> _Entries shown_:
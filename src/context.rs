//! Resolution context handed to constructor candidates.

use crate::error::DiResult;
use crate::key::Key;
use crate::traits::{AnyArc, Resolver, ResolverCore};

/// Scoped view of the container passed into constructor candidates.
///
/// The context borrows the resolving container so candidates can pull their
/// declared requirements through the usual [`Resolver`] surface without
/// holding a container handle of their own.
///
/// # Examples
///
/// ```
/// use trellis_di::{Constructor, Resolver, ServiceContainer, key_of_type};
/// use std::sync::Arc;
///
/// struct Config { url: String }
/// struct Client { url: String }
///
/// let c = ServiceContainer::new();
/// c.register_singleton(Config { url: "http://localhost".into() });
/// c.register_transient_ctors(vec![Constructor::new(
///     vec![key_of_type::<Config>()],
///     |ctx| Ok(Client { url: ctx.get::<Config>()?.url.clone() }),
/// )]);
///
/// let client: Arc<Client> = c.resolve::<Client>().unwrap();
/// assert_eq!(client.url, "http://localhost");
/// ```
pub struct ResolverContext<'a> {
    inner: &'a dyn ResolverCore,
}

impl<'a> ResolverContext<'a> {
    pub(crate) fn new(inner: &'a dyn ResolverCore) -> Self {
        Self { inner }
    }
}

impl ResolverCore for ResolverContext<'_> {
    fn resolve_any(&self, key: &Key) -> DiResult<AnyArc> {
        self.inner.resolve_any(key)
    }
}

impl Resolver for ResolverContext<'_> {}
==
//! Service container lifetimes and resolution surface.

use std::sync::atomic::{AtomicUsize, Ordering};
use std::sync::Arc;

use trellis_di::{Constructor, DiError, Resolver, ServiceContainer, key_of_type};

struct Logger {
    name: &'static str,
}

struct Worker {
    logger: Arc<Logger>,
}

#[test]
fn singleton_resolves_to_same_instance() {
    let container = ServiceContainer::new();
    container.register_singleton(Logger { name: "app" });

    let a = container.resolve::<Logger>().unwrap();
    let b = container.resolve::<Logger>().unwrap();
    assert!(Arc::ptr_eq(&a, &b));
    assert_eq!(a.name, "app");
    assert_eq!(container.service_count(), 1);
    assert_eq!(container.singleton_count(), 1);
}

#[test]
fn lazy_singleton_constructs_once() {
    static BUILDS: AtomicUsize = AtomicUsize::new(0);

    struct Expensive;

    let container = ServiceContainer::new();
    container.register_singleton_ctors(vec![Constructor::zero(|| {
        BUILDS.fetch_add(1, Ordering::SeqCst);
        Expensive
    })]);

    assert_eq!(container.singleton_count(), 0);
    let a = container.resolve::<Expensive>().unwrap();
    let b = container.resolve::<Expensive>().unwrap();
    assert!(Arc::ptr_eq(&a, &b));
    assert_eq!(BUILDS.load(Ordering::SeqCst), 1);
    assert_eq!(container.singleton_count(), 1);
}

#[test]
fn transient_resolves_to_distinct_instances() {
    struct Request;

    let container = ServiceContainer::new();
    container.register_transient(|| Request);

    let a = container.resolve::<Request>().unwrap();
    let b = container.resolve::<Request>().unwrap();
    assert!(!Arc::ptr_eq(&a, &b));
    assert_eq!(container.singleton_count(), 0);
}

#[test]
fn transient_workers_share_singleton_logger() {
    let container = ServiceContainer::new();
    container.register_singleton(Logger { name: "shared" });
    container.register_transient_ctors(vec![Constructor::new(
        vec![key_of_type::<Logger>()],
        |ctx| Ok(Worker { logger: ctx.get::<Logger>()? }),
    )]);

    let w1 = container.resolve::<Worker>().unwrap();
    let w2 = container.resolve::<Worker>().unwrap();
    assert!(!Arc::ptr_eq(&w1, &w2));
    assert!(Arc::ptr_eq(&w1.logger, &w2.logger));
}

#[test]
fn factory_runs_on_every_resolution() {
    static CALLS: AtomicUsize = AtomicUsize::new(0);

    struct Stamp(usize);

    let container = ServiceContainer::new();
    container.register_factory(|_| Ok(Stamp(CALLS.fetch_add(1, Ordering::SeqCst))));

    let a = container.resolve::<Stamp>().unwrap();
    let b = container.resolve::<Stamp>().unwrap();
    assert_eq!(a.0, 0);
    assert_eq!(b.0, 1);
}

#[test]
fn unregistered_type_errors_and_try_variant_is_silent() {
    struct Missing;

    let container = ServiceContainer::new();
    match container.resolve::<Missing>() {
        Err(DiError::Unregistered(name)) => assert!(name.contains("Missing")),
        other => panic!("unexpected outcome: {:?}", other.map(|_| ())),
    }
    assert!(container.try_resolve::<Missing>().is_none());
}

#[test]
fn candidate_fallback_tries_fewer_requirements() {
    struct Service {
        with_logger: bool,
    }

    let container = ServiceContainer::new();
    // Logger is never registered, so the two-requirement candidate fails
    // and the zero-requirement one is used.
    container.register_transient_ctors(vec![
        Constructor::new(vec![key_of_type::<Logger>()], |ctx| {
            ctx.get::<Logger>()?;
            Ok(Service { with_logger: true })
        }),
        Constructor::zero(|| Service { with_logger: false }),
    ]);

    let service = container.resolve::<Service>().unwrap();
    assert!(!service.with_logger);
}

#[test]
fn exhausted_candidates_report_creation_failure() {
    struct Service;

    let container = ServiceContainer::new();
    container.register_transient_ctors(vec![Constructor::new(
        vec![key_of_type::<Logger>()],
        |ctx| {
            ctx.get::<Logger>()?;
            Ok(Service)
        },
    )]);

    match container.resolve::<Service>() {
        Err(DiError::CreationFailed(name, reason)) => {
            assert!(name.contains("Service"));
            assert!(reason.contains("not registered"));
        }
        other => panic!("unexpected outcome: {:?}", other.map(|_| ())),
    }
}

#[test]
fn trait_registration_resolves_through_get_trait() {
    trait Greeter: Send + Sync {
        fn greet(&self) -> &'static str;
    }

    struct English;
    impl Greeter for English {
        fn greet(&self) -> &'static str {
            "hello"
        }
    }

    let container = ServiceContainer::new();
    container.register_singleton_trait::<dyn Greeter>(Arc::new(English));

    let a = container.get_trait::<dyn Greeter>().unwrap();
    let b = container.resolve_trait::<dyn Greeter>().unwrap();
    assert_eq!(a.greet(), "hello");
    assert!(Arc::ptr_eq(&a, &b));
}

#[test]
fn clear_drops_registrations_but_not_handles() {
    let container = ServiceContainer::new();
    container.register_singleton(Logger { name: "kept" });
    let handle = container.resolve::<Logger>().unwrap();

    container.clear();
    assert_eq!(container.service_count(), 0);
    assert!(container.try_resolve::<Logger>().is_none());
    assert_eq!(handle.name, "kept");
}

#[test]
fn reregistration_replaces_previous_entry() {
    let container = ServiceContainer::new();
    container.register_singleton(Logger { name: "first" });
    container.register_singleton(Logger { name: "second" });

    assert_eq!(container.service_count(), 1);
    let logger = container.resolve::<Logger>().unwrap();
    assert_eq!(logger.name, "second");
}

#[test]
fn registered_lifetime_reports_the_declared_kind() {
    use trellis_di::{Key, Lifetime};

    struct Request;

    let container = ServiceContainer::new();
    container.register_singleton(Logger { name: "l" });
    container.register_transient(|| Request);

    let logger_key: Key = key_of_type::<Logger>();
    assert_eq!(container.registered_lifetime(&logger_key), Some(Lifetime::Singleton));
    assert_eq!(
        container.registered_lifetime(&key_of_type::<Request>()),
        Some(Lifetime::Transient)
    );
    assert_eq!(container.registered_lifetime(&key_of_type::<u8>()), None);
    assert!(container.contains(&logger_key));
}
* * *
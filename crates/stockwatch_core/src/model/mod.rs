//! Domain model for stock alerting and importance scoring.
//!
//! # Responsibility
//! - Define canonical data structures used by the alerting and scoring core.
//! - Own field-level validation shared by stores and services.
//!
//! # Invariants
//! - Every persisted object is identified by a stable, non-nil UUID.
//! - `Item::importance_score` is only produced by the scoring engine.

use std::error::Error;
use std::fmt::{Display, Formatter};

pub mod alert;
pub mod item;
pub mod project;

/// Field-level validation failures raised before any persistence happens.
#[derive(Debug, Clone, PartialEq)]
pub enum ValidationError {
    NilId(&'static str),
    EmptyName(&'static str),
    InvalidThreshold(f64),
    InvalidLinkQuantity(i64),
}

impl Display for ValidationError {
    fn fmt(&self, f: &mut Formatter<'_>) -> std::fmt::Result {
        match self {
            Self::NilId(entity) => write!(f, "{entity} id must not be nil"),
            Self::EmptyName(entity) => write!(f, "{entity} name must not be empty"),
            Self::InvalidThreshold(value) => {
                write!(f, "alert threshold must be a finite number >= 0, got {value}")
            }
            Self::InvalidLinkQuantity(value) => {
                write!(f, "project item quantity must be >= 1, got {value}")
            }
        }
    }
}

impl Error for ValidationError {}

> _What is needed_: Across the whole listing above, report each line that includes "contains".

> _Answer section_:
        Err(DiError::Unregistered(name)) => assert!(name.contains("Missing")),
            assert!(name.contains("Service"));
            assert!(reason.contains("not registered"));
    assert!(container.contains(&logger_key));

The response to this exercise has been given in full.